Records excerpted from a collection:
- - - - - - -
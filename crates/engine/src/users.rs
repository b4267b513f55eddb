//! Users table and the public user view.
//!
//! The stored row carries the denormalized balance aggregate; the `User`
//! view strips credentials before anything leaves the engine.

use sea_orm::entity::prelude::*;
use uuid::Uuid;

#[derive(Clone, Debug)]
pub struct User {
    pub id: Uuid,
    pub username: String,
    pub email: String,
    pub balance_minor: i64,
    pub bonus_minor: i64,
    pub verified: bool,
}

#[derive(Clone, Debug, PartialEq, DeriveEntityModel)]
#[sea_orm(table_name = "users")]
pub struct Model {
    #[sea_orm(primary_key, auto_increment = false)]
    pub id: Uuid,
    pub username: String,
    #[sea_orm(unique)]
    pub email: String,
    pub password_hash: String,
    pub balance_minor: i64,
    pub bonus_minor: i64,
    pub token: Option<String>,
    pub verification_code: Option<String>,
    pub verified: bool,
    pub created_at: DateTimeUtc,
}

#[derive(Copy, Clone, Debug, EnumIter, DeriveRelation)]
pub enum Relation {
    #[sea_orm(has_many = "super::transactions::Entity")]
    Transactions,
}

impl Related<super::transactions::Entity> for Entity {
    fn to() -> RelationDef {
        Relation::Transactions.def()
    }
}

impl ActiveModelBehavior for ActiveModel {}

impl From<Model> for User {
    fn from(model: Model) -> Self {
        Self {
            id: model.id,
            username: model.username,
            email: model.email,
            balance_minor: model.balance_minor,
            bonus_minor: model.bonus_minor,
            verified: model.verified,
        }
    }
}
- - - - - - -
> _Work order_
Pull out all lines in the data above that include "Option".

> _Completed exercise_
    pub token: Option<String>,
    pub verification_code: Option<String>,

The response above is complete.